Amendment No. 2 to Employment Agreement between Coro Global Inc. and J. Mark Goode
AMENDMENT NO. 2 TO EMPLOYMENT AGREEMENT
This Amendment No. 2 to Employment Agreement (this “Amendment”) dated this January 29, 2020, by and among Coro Global Inc., a Nevada corporation (the “Company”) and J. Mark Goode, an individual (the “Executive”). Hereinafter, the Company and the Executive may be referred to, collectively, as the “Parties” and each, individually, as a “Party”.
WHEREAS, the Company and Executive are party to that employment agreement dated May 17, 2018, as amended by Amendment No. 1 thereto, dated May 31, 2019 (as amended, the “Employment Agreement”);
WHEREAS, the Company and Executive desire to amend the Employment Agreement as more particularly set forth below;
WHEREFORE, the Parties do hereby agree as follows:
1. Section 1 of the Employment Agreement is hereby amended and restated in its entirety to read as follows:
The Executive’s employment hereunder shall be effective as of the Effective Date and shall continue until January 31, 2021, provided that, the Executive shall resign as chairman, president and chief executive officer, effective December 31, 2020, and for the period from January 1, 2021 to January 31, 2021, the Executive will (i) continue to be employed by the Company and entitled to Executive’s Base Salary and any other regular compensation hereunder, and (ii) assist the Company in the Company’s transition to a new chief executive officer. The period during which the Executive is employed by the Company hereunder is hereinafter referred to as the “Employment Term.” Upon expiration of the Employment Term on January 31, 2021 in accordance herewith, the Company shall pay to Executive any accrued but unpaid compensation hereunder.

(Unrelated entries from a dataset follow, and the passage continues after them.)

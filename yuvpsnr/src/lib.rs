//! # yuvpsnr
//!
//! Per-frame and aggregate PSNR between two raw planar YUV 4:2:0 streams.
//!
//! Both inputs are read in lockstep one plane at a time. Each plane window's
//! squared error is computed on its own worker thread while the next windows
//! are read, and results are folded back strictly in stream order, so the
//! numbers match a single-threaded run bit for bit.
//!
//! ## Example
//!
//! ```rust
//! use std::io::Cursor;
//! use yuvpsnr::{compare_streams, CompareParams};
//!
//! // Two 16x16 frames: area 256, one frame = 384 bytes.
//! let reference = vec![128u8; 384 * 2];
//! let distorted = vec![130u8; 384 * 2];
//!
//! let params = CompareParams::new().with_dimensions(16, 16).with_concurrency(2);
//! let report = compare_streams(
//!     Cursor::new(reference),
//!     Cursor::new(distorted),
//!     &params,
//!     |frame| println!("frame {}: Y {:.2} dB", frame.index, frame.psnr.y),
//! )?;
//!
//! assert_eq!(report.totals.frames, 2);
//! assert_eq!(report.totals.mse.y, 4.0);
//! # Ok::<(), yuvpsnr::PsnrError>(())
//! ```
//!
//! ## Input format
//!
//! Frames are `Y(w*h) U(w*h/4) V(w*h/4)`, one byte per sample, concatenated
//! with no header. Width and height must be even.

#![warn(clippy::all)]
#![warn(clippy::pedantic)]
#![allow(clippy::module_name_repetitions)]
#![allow(clippy::cast_precision_loss)]
#![allow(clippy::cast_possible_truncation)]
#![allow(clippy::must_use_candidate)]
#![allow(clippy::missing_panics_doc)]

pub mod aggregate;
pub mod diff;
pub mod geometry;
pub mod pipeline;
pub mod psnr;
pub mod queue;
pub mod reader;
pub mod report;

use std::fmt;
use std::io;
use std::path::PathBuf;

pub use aggregate::{FrameAggregator, FrameReport, StreamTotals};
pub use diff::{dispatch, sum_squared_error, TaskHandle};
pub use geometry::{FrameGeometry, Plane};
pub use pipeline::{
    compare_files, compare_streams, CompareParams, Comparison, PipelineStats, StreamReport,
};
pub use psnr::{mse_to_psnr, PlanarMetrics};
pub use queue::{Admission, PlaneQueues};
pub use reader::{PlaneWindowReader, ShortReadPolicy, Window};

/// Error type for PSNR computation.
#[derive(Debug)]
#[non_exhaustive]
pub enum PsnrError {
    /// An input file could not be opened.
    Open {
        /// Path that failed.
        path: PathBuf,
        /// Underlying error.
        source: io::Error,
    },
    /// Reading an input failed.
    Io(io::Error),
    /// Frame dimensions are zero, odd or too large.
    InvalidGeometry {
        /// Width provided.
        width: usize,
        /// Height provided.
        height: usize,
    },
    /// Concurrency unit is zero or too large.
    InvalidConcurrency {
        /// Unit provided.
        concurrency: usize,
    },
    /// A stream delivered fewer bytes than the window needed.
    ShortRead {
        /// Which input came up short (0 or 1).
        stream: usize,
        /// Frame being read.
        frame: u64,
        /// Plane being read.
        plane: Plane,
        /// Bytes requested.
        expected: usize,
        /// Bytes delivered.
        actual: usize,
    },
    /// Plane queues went out of step (some empty, some not) during a drain.
    Desynchronized {
        /// Y queue length.
        y: usize,
        /// U queue length.
        u: usize,
        /// V queue length.
        v: usize,
    },
    /// A worker panicked before producing a result.
    TaskFailed {
        /// Frame of the window.
        frame: u64,
        /// Plane of the window.
        plane: Plane,
    },
}

impl fmt::Display for PsnrError {
    fn fmt(&self, f: &mut fmt::Formatter<'_>) -> fmt::Result {
        match self {
            Self::Open { path, source } => {
                write!(f, "cannot open file '{}': {source}", path.display())
            }
            Self::Io(e) => write!(f, "read failed: {e}"),
            Self::InvalidGeometry { width, height } => {
                write!(
                    f,
                    "invalid frame size {width}x{height} (dimensions must be even and non-zero)"
                )
            }
            Self::InvalidConcurrency { concurrency } => {
                write!(f, "invalid concurrency {concurrency} (must be at least 1)")
            }
            Self::ShortRead {
                stream,
                frame,
                plane,
                expected,
                actual,
            } => write!(
                f,
                "input {stream} ended early: frame {frame} plane {plane} needs {expected} bytes, got {actual}"
            ),
            Self::Desynchronized { y, u, v } => write!(
                f,
                "plane queues out of step (Y={y}, U={u}, V={v} outstanding)"
            ),
            Self::TaskFailed { frame, plane } => {
                write!(f, "worker for frame {frame} plane {plane} failed")
            }
        }
    }
}

impl std::error::Error for PsnrError {
    fn source(&self) -> Option<&(dyn std::error::Error + 'static)> {
        match self {
            Self::Open { source, .. } | Self::Io(source) => Some(source),
            _ => None,
        }
    }
}

impl From<io::Error> for PsnrError {
    fn from(e: io::Error) -> Self {
        Self::Io(e)
    }
}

2. All references to the “Initial Term” and “Renewal Term” in the Employment Agreement will be deemed to refer to the Employment Term of the Employment Agreement.
3. The last sentence of Section 3.2(b) date of the Employment Agreement is hereby amended and restated in its entirety to read as follows:
Executive shall return 250,000 of such shares to the Company if Executive is not serving as Chief Executive Officer of the Company pursuant to the terms and conditions of this Agreement as of December 30, 2020.
4. The following paragraph is hereby added as Section 3.2(c) of the Employment Agreement:
(c) The Executive shall return 62,500 shares to the Company upon expiration of the Employment Term on January 31, 2021 in accordance with Section 1 above.
5. Except as modified herein, the terms of the Employment Agreement shall remain in full force and effect.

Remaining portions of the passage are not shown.